In April 2007, in the landmark case Massachusetts v. EPA, the U.S. Supreme Court ruled that greenhouse gases (GHG), including carbon dioxide, are potentially air pollutants covered by the CAA. The court further ruled that the EPA was required to determine whether emissions of GHGs from new motor vehicles cause or contribute to air pollution which may reasonably be anticipated to endanger public health or welfare.
On December 15, 2009, the EPA Administrator found that the current and projected concentrations of greenhouse gases endanger the public health and welfare of current and future generations. A year later, the EPA agreed to issue the power plant rule as part of a legal settlement with the Natural Resources Defense Council, other environmental groups, and some states (New York v. EPA, D.C. Cir., No. 06-1322).
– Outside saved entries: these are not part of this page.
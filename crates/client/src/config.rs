//! Client configuration: `<data_dir>/client.toml`, overridable from the CLI.

use std::path::{Path, PathBuf};

use serde::Deserialize;
use tether_stream_core::StreamConfig;

use crate::error::{ClientError, Result};

pub const DEFAULT_SERVER_URL: &str = "http://127.0.0.1:4300";
const CONFIG_FILE: &str = "client.toml";
const SEQ_FILE: &str = "last-seen.json";

#[derive(Debug, Default, Deserialize)]
struct ClientFile {
    server_url: Option<String>,
    auth_token: Option<String>,
    #[serde(default)]
    stream: StreamConfig,
}

#[derive(Debug, Clone)]
pub struct ClientConfig {
    /// Base HTTP URL of the server, e.g. `http://127.0.0.1:4300`.
    pub server_url: String,
    pub auth_token: Option<String>,
    pub data_dir: PathBuf,
    pub stream: StreamConfig,
}

impl ClientConfig {
    pub fn new(server_url: impl Into<String>, data_dir: impl Into<PathBuf>) -> Self {
        Self {
            server_url: server_url.into(),
            auth_token: None,
            data_dir: data_dir.into(),
            stream: StreamConfig::default(),
        }
    }

    /// Read `client.toml` from `data_dir` if present.
    pub fn load(data_dir: &Path) -> Result<Self> {
        let path = data_dir.join(CONFIG_FILE);
        let file = if path.exists() {
            let raw = std::fs::read_to_string(&path)?;
            toml::from_str::<ClientFile>(&raw)
                .map_err(|e| ClientError::Config(format!("{}: {e}", path.display())))?
        } else {
            ClientFile::default()
        };
        Ok(Self {
            server_url: file
                .server_url
                .unwrap_or_else(|| DEFAULT_SERVER_URL.to_string()),
            auth_token: file.auth_token,
            data_dir: data_dir.to_path_buf(),
            stream: file.stream,
        })
    }

    pub fn with_token(mut self, token: Option<String>) -> Self {
        if token.is_some() {
            self.auth_token = token;
        }
        self
    }

    pub fn with_stream(mut self, stream: StreamConfig) -> Self {
        self.stream = stream;
        self
    }

    pub fn http_base(&self) -> &str {
        self.server_url.trim_end_matches('/')
    }

    pub fn ws_url(&self) -> String {
        let base = self.http_base();
        let base = if let Some(rest) = base.strip_prefix("https://") {
            format!("wss://{rest}")
        } else if let Some(rest) = base.strip_prefix("http://") {
            format!("ws://{rest}")
        } else {
            base.to_string()
        };
        format!("{base}/ws")
    }

    pub fn seq_store_path(&self) -> PathBuf {
        self.data_dir.join(SEQ_FILE)
    }
}

/// `explicit` > `~/.tether`.
pub fn resolve_data_dir(explicit: Option<&Path>) -> Result<PathBuf> {
    match explicit {
        Some(dir) => Ok(dir.to_path_buf()),
        None => dirs::home_dir()
            .map(|home| home.join(".tether"))
            .ok_or_else(|| ClientError::Config("home directory not found".into())),
    }
}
On March 27, 2012, the Environmental Protection Agency proposed the first ever Clean Air Act standard for carbon emissions from future power plants. The rules have the potential to end the construction of conventional coal-fired facilities in the United States.
Section 111 of the CAA
The proposed rule would apply only to new fossil‐fuel‐fired electric utility generating units (EGUs). For purposes of this rule, fossil‐fuel‐fired EGUs include fossil‐fuel‐fired boilers, integrated gasification combined cycle (IGCC) units and stationary combined cycle turbine units that generate electricity for sale and are larger than 25 megawatts (MW).
The EPA is proposing that new fossil‐fuel‐fired power plants meet an output‐based standard of 1,000 pounds of CO2 per megawatt‐hour (lb CO2/MWh gross). According to the EPA’s fact sheet on the proposed rule:
- New natural gas combined cycle (NGCC) power plant units should be able to meet the proposed standard without add‐on controls. In fact, based on available data, EPA believes that nearly all (95%) of the NGCC units built recently (since 2005) would meet the standard.
- New power plants that are designed to use coal or petroleum coke would be able to incorporate technology to reduce carbon dioxide emissions to meet the standard, such as carbon capture and storage (CCS).
- New power plants that use CCS would have the option to use a 30‐year average of CO2 emissions to meet the proposed standard, rather than meeting the annual standard each year.
- Plants that install and operate CCS right away would have the flexibility to emit more CO2 in the early years as they learn how to best optimize the controls.
- A company could build a coal‐fired plant and add CCS later. For example, a new power plant could emit more CO2 for the first 10 years and then emit less for the next 20 years, as long as the average of those emissions met the standard.
- CCS is expected to become more widely available, which should lead to lower costs and improved performance over time.
According to EPA's regulatory impact analysis of the proposed rule, the proposed standard would have “negligible [carbon dioxide] emission changes, energy impacts, quantified benefits, costs, and economic impacts by 2020.” This is because the EPA is assuming that power plants currently projected to be built going forward would already comply with the standard. As a result, the EPA does not project additional cost for industry to comply with this standard.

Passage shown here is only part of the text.